This is a weird post for me to write, because while I even think about writing it, I think about how weird this similarity is and how I kind of don't want to talk about this because this is something so dear to me, so close to my heart. Really, it is one of my Secrets. And it is good to keep those to yourself... to always have a few. But I have gotten a lot of apologies lately from friends saying "sorry for being so depressing" (don't apologize for feeling your feelings!) and it makes me feel like even though I am glad to have those things shared with me and think it's important to sit with those experiences and feelings, I want to share something that makes me cry remembering, for a good reason, for happy reasons. And today being the 1 year, 7 month a versary of knowing Bryan Wilson, I thought it would be appropriate to share today.
Two Pink Floyd songs make me cry. Wish You Were Here and Brain Damage. Both of these songs have been played to me from different guys, very important and dear to how my life has gone and is going. Both times these songs have been played in my presence, I've bawled. Completely, outrageously, painfully, beautifully. These are the happiest tears I can remember crying in my entire life, and it's weird to me that both relate to these Pink Floyd songs when I barely listen to Pink Floyd on my own. Anyway...
When I was in high school, my boyfriend at the time played me Wish You Were Here the night before the first time I went to Wisconsin. Him being a pretty shy person, and both of us being pretty secretive, this was a pretty monumental moment, him opening up and sharing his voice with me. I'm addicted to the darkness, to loving all of everyone, to experiencing that inner most-ness of anyone I care about. That was him letting me in. I don't listen to this song now, because that chapter of my life is one I don't find necessary to visit so often these days. When I heard the chords sometimes I still get teary because I just remember feeling somebody wanting me to know them. That relationship helped shape me into who I am today and how I relate to others. For some reason, this time sticks out as sort of the precise image of our overall relationship--- the sort of melancholy of the lyrics, the desperation of the chords, the brokenness of his voice through quiet masculine tears... and the sweetness, too. It's good to remember.
Last semester, during one of Bryan's visits, he played Brain Damage for me in the living room of my trashy Cunningham home. I'm pretty sure he wasn't playing "for me" (air quotes are so tacky but convey the point, so alas), but the notion of him playing in front of me, the boy behind the electronics, just a guitar and the most soothing voice I've encountered... to see him so soft in front of me... this tender moment just moved me. I watched his fingers graze the guitar strings and felt them on my arms, felt them wrapped around me and let the tears cover my cheeks. His voice danced with the notes, reminding me of this person I know so deeply... I thought of the time we held hands through the trails at West Georgia and he told me His Story, The Story everyone saw happening but not a whole lot of people really know. His voice calling to the lunatics on the grass just made me hear him, just him, desperate and unapologetic and lovely. I remembered how I knew I loved him when he told me that story, and how I could feel myself loving him as the words poured out from his lips, as the guitar sang the rhythm. His willingness to let me in always breaks my heart, even still, because it's some kind of miracle for us as humans to show ourselves to somebody else, but Bryan does this to me all the time. I love remembering these quiet moments with him, the times with the most tears, because that is what kept us both calling, writing, being.

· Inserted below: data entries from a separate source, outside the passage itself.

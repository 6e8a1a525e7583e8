//! Qualified-name resolution for the quill semantic analysis core.
//!
//! A [`NameResolver`] turns a dotted name (`a.b.C`) written at some AST node
//! into an [`quill_decl::Identity`]. Resolution is a resumable state machine:
//! whenever an answer depends on work that has not happened yet (a class that
//! is not registered, an import that is still resolving, a typedef whose target
//! is pending) the resolver returns [`ResolveResult::Deferred`] and picks up at
//! the same stage on the next driver sweep.
//!
//! The resolver sees the program only through the [`NameScope`] trait and keeps
//! its mutable state in a [`ResolverTable`] owned by the driver.

mod collector;

pub mod scope;
pub use scope::{Component, ImportBinding, NameScope};

pub mod resolver;
pub use resolver::{Goal, NameResolver, ResolveResult, Target, TypeMode};

pub mod table;
pub use table::ResolverTable;
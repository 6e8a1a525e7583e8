//! The hook surface a front end implements.

use quill_common::{DiagnosticSink, NodeId};
use quill_resolver::ResolverTable;

use crate::error::DriverError;
use crate::pass::{Pass, PassOutcome};

/// What a hook sees of the running driver.
///
/// The sink and the resolver table are public so a hook can hand both to a
/// [`quill_resolver::NameResolver`] in one call.
pub struct PassContext<'a> {
    pub errs: &'a mut DiagnosticSink,
    pub resolvers: &'a mut ResolverTable,
    pass: Pass,
    sweep: u32,
    last_attempt: bool,
    progress: bool,
}

impl<'a> PassContext<'a> {
    pub(crate) fn new(
        errs: &'a mut DiagnosticSink,
        resolvers: &'a mut ResolverTable,
        pass: Pass,
        sweep: u32,
        last_attempt: bool,
    ) -> Self {
        Self {
            errs,
            resolvers,
            pass,
            sweep,
            last_attempt,
            progress: false,
        }
    }

    #[must_use]
    pub const fn pass(&self) -> Pass {
        self.pass
    }

    /// 1-based sweep number within the current pass.
    #[must_use]
    pub const fn sweep(&self) -> u32 {
        self.sweep
    }

    /// Set on the final sweep the driver permits. A hook that still cannot
    /// finish will be forced afterwards.
    #[must_use]
    pub const fn is_last_attempt(&self) -> bool {
        self.last_attempt
    }

    /// Report progress the driver cannot see in outcomes or resolver stages,
    /// e.g. a fact added to the declaration tree by a node that still defers.
    pub fn note_progress(&mut self) {
        self.progress = true;
    }

    pub(crate) const fn made_progress(&self) -> bool {
        self.progress
    }
}

/// A program the driver can compile: a tree of nodes with one hook per pass.
///
/// Hooks default to [`PassOutcome::Done`], so a front end only implements the
/// passes its nodes take part in. A hook returns `Err` for internal defects
/// only; user errors go to `ctx.errs` or into [`PassOutcome::Failed`].
pub trait CompilationUnit {
    fn root(&self) -> NodeId;

    /// Children of `node` in source order.
    fn children(&self, node: NodeId) -> Vec<NodeId>;

    fn register_structures(
        &mut self,
        _node: NodeId,
        _ctx: &mut PassContext<'_>,
    ) -> Result<PassOutcome, DriverError> {
        Ok(PassOutcome::Done)
    }

    fn resolve_names(
        &mut self,
        _node: NodeId,
        _ctx: &mut PassContext<'_>,
    ) -> Result<PassOutcome, DriverError> {
        Ok(PassOutcome::Done)
    }

    fn validate_content(
        &mut self,
        _node: NodeId,
        _ctx: &mut PassContext<'_>,
    ) -> Result<PassOutcome, DriverError> {
        Ok(PassOutcome::Done)
    }

    fn generate_code(
        &mut self,
        _node: NodeId,
        _ctx: &mut PassContext<'_>,
    ) -> Result<PassOutcome, DriverError> {
        Ok(PassOutcome::Done)
    }

    /// Error path for a node still pending when `pass` gives up on it. The
    /// node should report why it could not finish (typically by forcing its
    /// resolvers).
    fn force(&mut self, _pass: Pass, _node: NodeId, _ctx: &mut PassContext<'_>) {}

    /// Human-readable name of `node` for driver diagnostics.
    fn describe(&self, node: NodeId) -> String {
        node.to_string()
    }
}

pub(crate) fn run_hook<U: CompilationUnit + ?Sized>(
    unit: &mut U,
    pass: Pass,
    node: NodeId,
    ctx: &mut PassContext<'_>,
) -> Result<PassOutcome, DriverError> {
    match pass {
        Pass::RegisterStructures => unit.register_structures(node, ctx),
        Pass::ResolveNames => unit.resolve_names(node, ctx),
        Pass::ValidateContent => unit.validate_content(node, ctx),
        Pass::GenerateCode => unit.generate_code(node, ctx),
    }
}
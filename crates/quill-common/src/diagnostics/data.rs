use super::{DiagnosticCategory, DiagnosticMessage};

pub mod diagnostic_codes {
    // Name resolution
    pub const NAME_UNRESOLVABLE: u32 = 1001;
    pub const NAME_MISSING: u32 = 1002;
    pub const NAME_AMBIGUOUS: u32 = 1003;
    pub const TYPEDEF_UNEXPECTED: u32 = 1004;
    pub const NOT_CLASS_TYPE: u32 = 1005;
    pub const NAME_UNRESOLVABLE_FORMAL: u32 = 1006;

    // Flow analysis
    pub const VAR_DEFINED: u32 = 2001;
    pub const VAR_UNASSIGNED: u32 = 2002;
    pub const VAR_UNDEFINED: u32 = 2003;
    pub const VAR_ASSIGNMENT_ILLEGAL: u32 = 2004;
    pub const NARROWING_CONFLICT: u32 = 2005;
    pub const UNREACHABLE_CODE: u32 = 2006;
    pub const MISSING_JUMP_TARGET: u32 = 2007;
    pub const NULLABLE_ACCESS: u32 = 2008;

    // Compiler
    pub const INFINITE_RESOLVE_LOOP: u32 = 3001;
    pub const INTERNAL_ERROR: u32 = 3002;
    pub const TOO_MANY_ERRORS: u32 = 3003;
}

pub mod diagnostic_messages {
    pub const NAME_UNRESOLVABLE: &str = "Unable to resolve name \"{0}\".";
    pub const NAME_MISSING: &str = "Name \"{0}\" is missing from \"{1}\".";
    pub const NAME_AMBIGUOUS: &str = "Name \"{0}\" is ambiguous.";
    pub const TYPEDEF_UNEXPECTED: &str =
        "Typedef \"{0}\" is not allowed as a member of a formal type.";
    pub const NOT_CLASS_TYPE: &str = "\"{0}\" does not name a class or a formal type.";
    pub const NAME_UNRESOLVABLE_FORMAL: &str =
        "Unable to resolve name \"{0}\": the constraint of \"{1}\" never resolved.";
    pub const VAR_DEFINED: &str = "Variable \"{0}\" is already defined.";
    pub const VAR_UNASSIGNED: &str = "Variable \"{0}\" is not definitely assigned.";
    pub const VAR_UNDEFINED: &str = "Variable \"{0}\" is not defined.";
    pub const VAR_ASSIGNMENT_ILLEGAL: &str = "Variable \"{0}\" cannot be assigned.";
    pub const NARROWING_CONFLICT: &str =
        "Variable \"{0}\" cannot be narrowed to a type that is not a subtype of its declared type.";
    pub const UNREACHABLE_CODE: &str = "Unreachable code in \"{0}\".";
    pub const MISSING_JUMP_TARGET: &str = "No enclosing target for \"{0}\".";
    pub const NULLABLE_ACCESS: &str = "Variable \"{0}\" may be Null here.";
    pub const INFINITE_RESOLVE_LOOP: &str = "Unable to resolve \"{0}\": the compiler did not converge.";
    pub const INTERNAL_ERROR: &str = "Internal compiler error: {0}";
    pub const TOO_MANY_ERRORS: &str = "Too many errors; compilation aborted after {0} errors.";
}

pub static DIAGNOSTIC_MESSAGES: &[DiagnosticMessage] = &[
    DiagnosticMessage {
        code: diagnostic_codes::NAME_UNRESOLVABLE,
        category: DiagnosticCategory::Error,
        message: diagnostic_messages::NAME_UNRESOLVABLE,
    },
    DiagnosticMessage {
        code: diagnostic_codes::NAME_MISSING,
        category: DiagnosticCategory::Error,
        message: diagnostic_messages::NAME_MISSING,
    },
    DiagnosticMessage {
        code: diagnostic_codes::NAME_AMBIGUOUS,
        category: DiagnosticCategory::Error,
        message: diagnostic_messages::NAME_AMBIGUOUS,
    },
    DiagnosticMessage {
        code: diagnostic_codes::TYPEDEF_UNEXPECTED,
        category: DiagnosticCategory::Error,
        message: diagnostic_messages::TYPEDEF_UNEXPECTED,
    },
    DiagnosticMessage {
        code: diagnostic_codes::NOT_CLASS_TYPE,
        category: DiagnosticCategory::Error,
        message: diagnostic_messages::NOT_CLASS_TYPE,
    },
    DiagnosticMessage {
        code: diagnostic_codes::NAME_UNRESOLVABLE_FORMAL,
        category: DiagnosticCategory::Error,
        message: diagnostic_messages::NAME_UNRESOLVABLE_FORMAL,
    },
    DiagnosticMessage {
        code: diagnostic_codes::VAR_DEFINED,
        category: DiagnosticCategory::Error,
        message: diagnostic_messages::VAR_DEFINED,
    },
    DiagnosticMessage {
        code: diagnostic_codes::VAR_UNASSIGNED,
        category: DiagnosticCategory::Error,
        message: diagnostic_messages::VAR_UNASSIGNED,
    },
    DiagnosticMessage {
        code: diagnostic_codes::VAR_UNDEFINED,
        category: DiagnosticCategory::Error,
        message: diagnostic_messages::VAR_UNDEFINED,
    },
    DiagnosticMessage {
        code: diagnostic_codes::VAR_ASSIGNMENT_ILLEGAL,
        category: DiagnosticCategory::Error,
        message: diagnostic_messages::VAR_ASSIGNMENT_ILLEGAL,
    },
    DiagnosticMessage {
        code: diagnostic_codes::NARROWING_CONFLICT,
        category: DiagnosticCategory::Error,
        message: diagnostic_messages::NARROWING_CONFLICT,
    },
    DiagnosticMessage {
        code: diagnostic_codes::UNREACHABLE_CODE,
        category: DiagnosticCategory::Warning,
        message: diagnostic_messages::UNREACHABLE_CODE,
    },
    DiagnosticMessage {
        code: diagnostic_codes::MISSING_JUMP_TARGET,
        category: DiagnosticCategory::Error,
        message: diagnostic_messages::MISSING_JUMP_TARGET,
    },
    DiagnosticMessage {
        code: diagnostic_codes::NULLABLE_ACCESS,
        category: DiagnosticCategory::Error,
        message: diagnostic_messages::NULLABLE_ACCESS,
    },
    DiagnosticMessage {
        code: diagnostic_codes::INFINITE_RESOLVE_LOOP,
        category: DiagnosticCategory::Fatal,
        message: diagnostic_messages::INFINITE_RESOLVE_LOOP,
    },
    DiagnosticMessage {
        code: diagnostic_codes::INTERNAL_ERROR,
        category: DiagnosticCategory::Fatal,
        message: diagnostic_messages::INTERNAL_ERROR,
    },
    DiagnosticMessage {
        code: diagnostic_codes::TOO_MANY_ERRORS,
        category: DiagnosticCategory::Fatal,
        message: diagnostic_messages::TOO_MANY_ERRORS,
    },
];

It's wild to me how these patterns show themselves through our lives, relationships... how these details come back, how those songs with their abstract lyrics are so weirdly concretely relative to our lives/situation. It's incredible and fantastic to me that I can see these moments still, that I can feel the cold driveway or the hot living room, hear their voices in my whole body, just so much beauty in the softness of a human being. There's no good reason for sharing this, and I didn't do either memory any justice, but it's good to reflect, to sit with these experiences and just do nothing but remember and feel- and share. I'm just really glad to be in this room in Albany, California right now thinking about knowing the people I have and do, doing nothing but simple thinking, remembering, loving.
And now, I hope to get sushi and laugh with my rockstar boyfriend and worry about money and feel just all right.
If you read this, thank you. It makes me feel a little bit less alone, just, so you know.